Bindings to tantan, a method for finding repeats in biological sequences.

References

  • Frith, Martin C. A new repeat-masking method enables specific detection of homologous sequences. Nucleic acids research vol. 39,4 (2011): e23. doi:10.1093/nar/gkq1212.

Functions#

pytantan.mask_repeats(sequence, *, protein=False, scoring_matrix=None, match_score=None, mismatch_cost=None, repeat_start=0.005, repeat_end=0.05, repeat_period=None, decay=0.9, mask=None, threshold=0.5)#

Mask regions predicted as repeats in the given sequence.

Parameters:
  • sequence (str or byte-like object) – The sequence containing the repeats to mask.

  • protein (bool) – Set to True to treat the input sequence as a protein sequence.

  • scoring_matrix (str or ScoringMatrix) – A scoring matrix to use for scoring character matches and mismatches. Either pass a matrix name (such as BLOSUM62) to load a built-in matrix, or a pre-initialized ScoringMatrix object.

  • match_score (int) – The score for scoring character matches. Must be set along mismatch_cost. Incompatible with the scoring_matrix option.

  • match_score – The penalty for scoring character mismatches. Must be set along match_score. Incompatible with the scoring_matrix option.

  • repeat_start (float) – The probability of a repeat starting per position.

  • repeat_end (float) – The probability of a repeat ending per position.

  • decay (float) – The probability decay per period.

  • threshold (float) – The probability threshold above which to mask sequence characters.

  • mask (str or None) – A single mask character to use for masking positions. If None given, masking uses the lowercase letters of the original sequence.

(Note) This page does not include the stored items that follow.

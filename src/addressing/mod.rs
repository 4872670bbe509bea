//! KNX addressing system.
//!
//! KNX uses two types of addresses:
//! - Physical addresses for devices (Area.Line.Member)
//! - Group addresses for logical grouping (Main/Middle/Sub or Main/Sub)

pub mod group;
pub mod physical;

pub use group::GroupAddress;
pub use physical::PhysicalAddress;
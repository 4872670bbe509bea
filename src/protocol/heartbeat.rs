//! Connection-state keep-alive bookkeeping.
//!
//! The tunnel sends a `CONNECTIONSTATE_REQUEST` right after connecting and
//! again one interval after every successful response. This type only tracks
//! when the next request is due and which round is still unanswered; the
//! tunnel builds and retries the packets.

use std::time::{Duration, Instant};

/// Heartbeat timer state
#[derive(Debug, Clone)]
pub struct Heartbeat {
    interval: Duration,
    next_due: Option<Instant>,
    outstanding: Option<u64>,
    rounds: u64,
}

impl Heartbeat {
    /// Create a stopped heartbeat
    pub const fn new(interval: Duration) -> Self {
        Self {
            interval,
            next_due: None,
            outstanding: None,
            rounds: 0,
        }
    }

    /// Interval between a response and the next request
    pub const fn interval(&self) -> Duration {
        self.interval
    }

    /// Begin a new round, returns its token.
    ///
    /// Any pending timer is cancelled first.
    pub fn begin(&mut self) -> u64 {
        self.rounds += 1;
        self.next_due = None;
        self.outstanding = Some(self.rounds);
        self.rounds
    }

    /// Record a successful response and schedule the next round
    pub fn answered(&mut self, now: Instant) {
        self.outstanding = None;
        self.next_due = Some(now + self.interval);
    }

    /// True while round `token` has no response
    pub fn is_outstanding(&self, token: u64) -> bool {
        self.outstanding == Some(token)
    }

    /// True if the next round should start
    pub fn is_due(&self, now: Instant) -> bool {
        self.next_due.is_some_and(|due| now >= due)
    }

    /// Time the next round starts
    pub const fn next_due(&self) -> Option<Instant> {
        self.next_due
    }

    /// Stop the timer and forget the open round
    pub fn stop(&mut self) {
        self.next_due = None;
        self.outstanding = None;
    }
}
//! KNXnet/IP protocol implementation.
//!
//! This module contains the wire structures (KNXnet/IP frames, cEMI
//! messages, KNX telegrams) and the sans-IO tunneling connection that
//! drives them.

pub mod cemi;
pub mod constants;
pub mod frame;
pub mod heartbeat;
pub mod pending;
pub mod retry;
pub mod services;
pub mod telegram;
pub mod tunnel;

pub use cemi::*;
pub use constants::*;
pub use frame::*;
pub use services::*;
pub use telegram::*;
pub use tunnel::*;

pytantan.default_scoring_matrix(protein=False, match_score=None, mismatch_cost=None)#

Get the default Tantan scoring matrix for the given parameters.

Classes#

pytantan.Alphabet

An alphabet used for encoding sequences with ordinal encoding.

pytantan.LikelihoodMatrix

A likelihood ratio matrix derived from a scoring matrix.

pytantan.RepeatFinder

A repeat finder using the Tantan method.